Why is that so messed up? We’ll let Sankar explain with his Instagram post:
In case the text is too small, here it is:
There are SO MANY things that just piss me off about this.
Hedgehogs cannot be legally kept as pets in Singapore. So either this guy was smuggled in or illegally bred locally. Either way, it’s terrible.
If you have a pet, TAKE CARE OF IT. This poor thing was abandoned inside a drain, where it was unable to come out of, at the edge of a NATURE RESERVE.
The worst part, it has a skin injury that’s festering with maggots crawling around inside. Meanwhile, ants are biting it all over. It’s heart wrenching to watch.
(We also included this more structured post by the Agri-Food & Veterinary Authority of Singapore (AVA) on how keeping hedgehogs is not good for anyone.)
Hedgehogs are illegal in Singapore, which meant Murtabak’s owner probably smuggled her in, or bred her.

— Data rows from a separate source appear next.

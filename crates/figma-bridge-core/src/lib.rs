//! Figma Bridge Core - one plugin connection shared by many local processes.
//!
//! Several independently started processes may want to talk to the same Figma
//! plugin, which only accepts a single WebSocket. Each process runs a
//! [`FigmaBridge`]; exactly one of them binds the shared address and owns the
//! plugin connection, the rest forward their calls to it over HTTP. If the
//! owner goes away, a forwarder takes over on its next election tick.
//!
//! # Example
//!
//! ```rust,ignore
//! use figma_bridge::{FigmaBridge, NodeConfig};
//!
//! #[tokio::main]
//! async fn main() -> figma_bridge::Result<()> {
//!     let mut bridge = FigmaBridge::start(NodeConfig::default()).await?;
//!
//!     let node = bridge.send("get_node", vec!["123:456".into()]).await?;
//!     println!("{node}");
//!
//!     bridge.stop().await;
//!     Ok(())
//! }
//! ```

pub mod bridge;
pub mod cancel;
pub mod config;
pub mod election;
pub mod error;
pub mod follower;
pub mod leader;
pub mod node;
pub mod protocol;

pub use bridge::Bridge;
pub use cancel::{CancelReason, CancellationToken};
pub use config::{NodeConfig, NodeConfigBuilder};
pub use election::{Election, ElectionHandle};
pub use error::{BridgeError, Result};
pub use follower::Follower;
pub use leader::Leader;
pub use node::{Node, Role};
pub use protocol::{BridgeRequest, BridgeResponse, ForwardRequest, ForwardResponse, Params};

use config::BridgeConfig;
use serde_json::Value;
use std::sync::Arc;
use tracing::info;

/// The calls a tool front end makes, regardless of which process owns the
/// plugin connection.
#[async_trait::async_trait]
pub trait ToolHandler: Send + Sync {
    async fn send(&self, tool: &str, node_ids: Vec<String>) -> Result<Value>;

    async fn send_with_params(
        &self,
        tool: &str,
        node_ids: Vec<String>,
        params: Params,
    ) -> Result<Value>;
}

/// A started node with its election monitor.
pub struct FigmaBridge {
    node: Arc<Node>,
    election: ElectionHandle,
}

impl FigmaBridge {
    /// Build the node, settle an initial role and start monitoring.
    pub async fn start(config: NodeConfig) -> Result<Self> {
        config.validate()?;
        let node = Arc::new(Node::new(config)?);
        let election = Election::start(node.clone()).await;
        Ok(Self { node, election })
    }

    pub async fn role(&self) -> Role {
        self.node.role().await
    }

    pub fn node(&self) -> &Arc<Node> {
        &self.node
    }

    /// Route a call with an explicit cancellation token.
    pub async fn send_with_cancel(
        &self,
        tool: &str,
        node_ids: Vec<String>,
        params: Option<Params>,
        cancel: &CancellationToken,
    ) -> Result<Value> {
        self.node
            .send_with_params(tool, Some(node_ids), params, cancel)
            .await
    }

    /// Stop monitoring, then release whatever this node holds.
    pub async fn stop(&mut self) {
        self.election.stop().await;
        self.node.stop().await;
        info!("Figma bridge stopped");
    }
}

#[async_trait::async_trait]
impl ToolHandler for FigmaBridge {
    async fn send(&self, tool: &str, node_ids: Vec<String>) -> Result<Value> {
        let cancel = CancellationToken::new().with_timeout(BridgeConfig::CALLER_TIMEOUT);
        self.send_with_cancel(tool, node_ids, None, &cancel).await
    }

    async fn send_with_params(
        &self,
        tool: &str,
        node_ids: Vec<String>,
        params: Params,
    ) -> Result<Value> {
        let cancel = CancellationToken::new().with_timeout(BridgeConfig::CALLER_TIMEOUT);
        self.send_with_cancel(tool, node_ids, Some(params), &cancel)
            .await
    }
}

It’s also illegal – not to mention extremely dickish – to abandon your pet. Both offences can be charged under the Animals and Birds Act, and offenders face fines of up to S$1,000 and S$15,000 respectively.
Given the nature of the situation, it’s unlikely Murtabak’s owner will ever be caught.
But if karma can inflict on the owner
the pain of being abandoned of being in the middle of nowhere by your most trusted friend with insects eating your flesh while you slowly starve to death for days because you can’t move until a fraction of the pain Murtabak endured, we reckon some animal lovers would be happy.